GUI of the Psikometrist platform

3.2 Phase II: variable selection and creation through NEPAR

We utilized a social network analysis technique called the Networked Pattern Recognition (NEPAR) algorithm to reduce the number of SCL-90-R questions and identify similarities among individuals taking the test (i.e., participants). Through NEPAR, we calculated similarities among the questions and participants, built undirected network graphs, and extracted three centrality measures (i.e., closeness, degree, and betweenness centralities). We then compared these centrality measures to decrease the number of questions from 90 to 28, without reducing the number of disorders the SCL-90-R could detect. Additionally, we applied NEPAR to compute similarities among participants by obtaining three centrality measures, namely closeness, betweenness, and degree centrality. The NEPAR algorithm extracts similarities and relationships among variables. It creates a network diagram with nodes and links, using the responses given by the participants to the SCL-90-R questions. For more information about NEPAR, see Khan & Tutun (2021) and Tutun et al., (2017). It is important to note that the NEPAR algorithm is transparent and explainable as it generates a network diagram providing insights regarding the observations and their relationships in the dataset. Thus, it is possible for the creator of the AI-based DSSs to easily identify issues regarding fairness and bias. We developed two NEPAR models, NEPAR-Q and NEPAR-P. The Q and P stand for questions and participants, respectively. The nodes in the NEPAR-Q model indicate the questions, while the nodes in the NEPAR-P model represent the participants. The links in both models depict similarities among the nodes. NEPAR-Q was used in the present research to reduce the number of questions on the SCL-90-R (i.e., variable selection), while NEPAR-P was utilized for feature engineering (i.e., variable creation) because it generates and incorporates similarities among patients as new variables. The NEPAR algorithm employs the similarity measures of closeness, betweenness, and degree centrality to compute the abovementioned links. We used all of these similarity measures and combined them, since choosing one over another might have caused bias in either model.

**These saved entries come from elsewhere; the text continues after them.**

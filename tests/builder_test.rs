//! Tests for forest construction

use std::collections::HashSet;

use rstest::rstest;

use orgtree::domain::{
    build_tree, DomainError, DuplicateIdPolicy, Employee, OrgForest, PromotionReason, TreeBuilder,
};
use orgtree::util::testing::init_test_setup;

fn emp(id: &str, salary: f64, manager: Option<&str>) -> Employee {
    Employee::new(id, format!("First{id}"), format!("Last{id}"), salary, manager)
}

/// Ids of a node's children, in order.
fn child_ids(forest: &OrgForest, id: &str) -> Vec<String> {
    forest
        .direct_reports(id)
        .iter()
        .map(|n| n.id().to_string())
        .collect()
}

// ============================================================
// Basic construction
// ============================================================

#[test]
fn given_ceo_and_two_reports_when_building_then_single_root_with_two_children() {
    init_test_setup();
    // Arrange
    let records = vec![
        Employee::new("1", "J", "D", 60000.0, None),
        Employee::new("2", "A", "S", 40000.0, Some("1")),
        Employee::new("3", "B", "S", 50000.0, Some("1")),
    ];

    // Act
    let forest = build_tree(records);

    // Assert
    assert_eq!(forest.root_node_count(), 1);
    assert_eq!(forest.total_employee_count(), 3);
    let root = forest.roots().next().expect("one root");
    assert_eq!(root.id(), "1");
    assert_eq!(child_ids(&forest, "1"), vec!["2", "3"]);
}

#[test]
fn given_empty_input_when_building_then_forest_is_empty() {
    init_test_setup();
    let forest = build_tree(Vec::new());

    assert!(forest.is_empty());
    assert_eq!(forest.root_node_count(), 0);
    assert_eq!(forest.total_employee_count(), 0);
    assert_eq!(forest.height(), 0);
    assert!(forest.all_nodes().is_empty());
}

#[test]
fn given_reports_listed_before_manager_when_building_then_forward_references_resolve() {
    init_test_setup();
    // Arrange
    let records = vec![
        emp("3", 1.0, Some("1")),
        emp("2", 1.0, Some("1")),
        emp("1", 1.0, None),
    ];

    // Act
    let forest = build_tree(records);

    // Assert
    assert_eq!(forest.root_node_count(), 1);
    assert_eq!(child_ids(&forest, "1"), vec!["3", "2"]);
    assert!(forest.promoted_roots().is_empty());
}

#[test]
fn given_siblings_when_building_then_children_follow_input_order() {
    init_test_setup();
    let records = vec![
        emp("1", 1.0, None),
        emp("c", 1.0, Some("1")),
        emp("a", 1.0, Some("1")),
        emp("b", 1.0, Some("1")),
    ];

    let forest = build_tree(records);

    assert_eq!(child_ids(&forest, "1"), vec!["c", "a", "b"]);
}

#[test]
fn given_several_rootless_records_when_building_then_roots_follow_input_order() {
    init_test_setup();
    let records = vec![emp("z", 1.0, None), emp("a", 1.0, None), emp("m", 1.0, None)];

    let forest = build_tree(records);

    let roots: Vec<_> = forest.roots().map(|n| n.id().to_string()).collect();
    assert_eq!(roots, vec!["z", "a", "m"]);
}

// ============================================================
// Orphans and cycles
// ============================================================

#[test]
fn given_dangling_manager_when_building_then_record_becomes_root() {
    init_test_setup();
    // Arrange
    let records = vec![emp("1", 1.0, Some("999"))];

    // Act
    let forest = build_tree(records);

    // Assert
    assert_eq!(forest.total_employee_count(), 1);
    assert_eq!(forest.root_node_count(), 1);
    assert_eq!(forest.promoted_roots().len(), 1);
    assert_eq!(forest.promoted_roots()[0].employee_id, "1");
    assert_eq!(
        forest.promoted_roots()[0].reason,
        PromotionReason::MissingManager("999".to_string())
    );
}

#[rstest]
#[case(0)]
#[case(1)]
#[case(3)]
fn given_n_orphans_when_building_then_root_count_grows_by_n(#[case] orphans: usize) {
    init_test_setup();
    // Arrange
    let mut records = vec![emp("ceo", 1.0, None), emp("a", 1.0, Some("ceo"))];
    for i in 0..orphans {
        records.push(emp(&format!("o{i}"), 1.0, Some(&format!("missing{i}"))));
    }
    let expected_total = records.len();

    // Act
    let forest = build_tree(records);

    // Assert
    assert_eq!(forest.total_employee_count(), expected_total);
    assert_eq!(forest.root_node_count(), 1 + orphans);
}

#[test]
fn given_self_managed_record_when_building_then_promoted_as_cycle() {
    init_test_setup();
    let forest = build_tree(vec![emp("1", 1.0, Some("1"))]);

    assert_eq!(forest.root_node_count(), 1);
    assert!(forest.node_by_id("1").expect("node").is_root());
    assert_eq!(
        forest.promoted_roots()[0].reason,
        PromotionReason::ReportingCycle("1".to_string())
    );
}

#[test]
fn given_two_node_cycle_when_building_then_one_member_becomes_root() {
    init_test_setup();
    // Arrange: 1 reports to 2, 2 reports to 1
    let records = vec![emp("1", 1.0, Some("2")), emp("2", 1.0, Some("1"))];

    // Act
    let forest = build_tree(records);

    // Assert: 1 attaches under 2, then 2 -> 1 would close the loop
    assert_eq!(forest.root_node_count(), 1);
    assert_eq!(forest.roots().next().expect("root").id(), "2");
    assert_eq!(child_ids(&forest, "2"), vec!["1"]);
    assert_eq!(forest.iter().count(), 2);
    assert!(matches!(
        forest.promoted_roots()[0].reason,
        PromotionReason::ReportingCycle(_)
    ));
}

// ============================================================
// Duplicate ids
// ============================================================

#[test]
fn given_duplicate_ids_when_building_then_last_record_wins() {
    init_test_setup();
    // Arrange
    let records = vec![
        emp("1", 1.0, None),
        Employee::new("2", "Old", "Record", 10.0, Some("1")),
        Employee::new("2", "New", "Record", 20.0, Some("1")),
    ];

    // Act
    let forest = build_tree(records);

    // Assert
    assert_eq!(forest.total_employee_count(), 2);
    let node = forest.node_by_id("2").expect("node 2");
    assert_eq!(node.employee.first_name(), "New");
    assert_eq!(child_ids(&forest, "1"), vec!["2"]);
    assert_eq!(forest.duplicate_ids(), ["2".to_string()]);
    assert_eq!(forest.iter().count(), 2);
}

#[test]
fn given_reject_policy_when_ids_collide_then_build_fails() {
    init_test_setup();
    let builder = TreeBuilder::with_duplicate_policy(DuplicateIdPolicy::Reject);

    let result = builder.build(vec![emp("1", 1.0, None), emp("1", 2.0, None)]);

    assert_eq!(
        result.unwrap_err(),
        DomainError::DuplicateEmployeeId("1".to_string())
    );
}

#[test]
fn given_reject_policy_when_ids_unique_then_builds() {
    init_test_setup();
    let builder = TreeBuilder::with_duplicate_policy(DuplicateIdPolicy::Reject);

    let forest = builder
        .build(vec![emp("1", 1.0, None), emp("2", 1.0, Some("1"))])
        .expect("build");

    assert_eq!(forest.total_employee_count(), 2);
}

// ============================================================
// Structural properties
// ============================================================

#[test]
fn given_mixed_roster_when_building_then_forest_is_well_formed() {
    init_test_setup();
    // Arrange
    let records = vec![
        emp("1", 1.0, None),
        emp("2", 1.0, Some("1")),
        emp("3", 1.0, Some("2")),
        emp("4", 1.0, Some("404")),
        emp("5", 1.0, Some("4")),
        emp("6", 1.0, Some("6")),
        emp("7", 1.0, Some("1")),
    ];
    let count = records.len();

    // Act
    let forest = build_tree(records);

    // Assert: every node visited exactly once from the roots
    let visited: Vec<_> = forest.iter().map(|(_, n)| n.id().to_string()).collect();
    let unique: HashSet<_> = visited.iter().cloned().collect();
    assert_eq!(visited.len(), count);
    assert_eq!(unique.len(), count);

    let non_roots = forest.iter().filter(|(_, n)| !n.is_root()).count();
    assert_eq!(forest.root_node_count() + non_roots, count);

    // every non-root is listed exactly once among its parent's children
    for (idx, node) in forest.iter() {
        if let Some(parent) = node.parent {
            let siblings = &forest.get(parent).expect("parent").children;
            assert_eq!(siblings.iter().filter(|&&c| c == idx).count(), 1);
        }
    }
}

#[test]
fn given_two_builds_when_second_has_disjoint_ids_then_only_second_resolves() {
    init_test_setup();
    let builder = TreeBuilder::new();
    let first = builder
        .build(vec![emp("a", 1.0, None), emp("b", 1.0, Some("a"))])
        .expect("first");
    assert!(first.node_by_id("a").is_some());

    let second = builder
        .build(vec![emp("x", 1.0, None), emp("y", 1.0, Some("x"))])
        .expect("second");

    assert!(second.node_by_id("a").is_none());
    assert!(second.node_by_id("b").is_none());
    assert!(second.node_by_id("x").is_some());
    assert_eq!(second.total_employee_count(), 2);
}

For variable selection through the NEPAR-Q model, three mental health experts determined the threshold values for each similarity measure, based on their experience. These threshold values were 36% for betweenness centrality and 39% for closeness and degree centrality. The threshold values were then used to identify the questions to be removed from the SCL-90-R. Next, the remaining questions for each similarity measure were combined, leading to an assessment tool comprised of 28 questions in total. Figure 2 represents the network diagrams based on three centrality measures obtained from the NEPAR-Q model. The red nodes in the figure represent questions with a similarity value above the threshold, and the green nodes are questions with similarity values below the threshold. The intersection of the red nodes in the three graphs represents the remaining 28 questions.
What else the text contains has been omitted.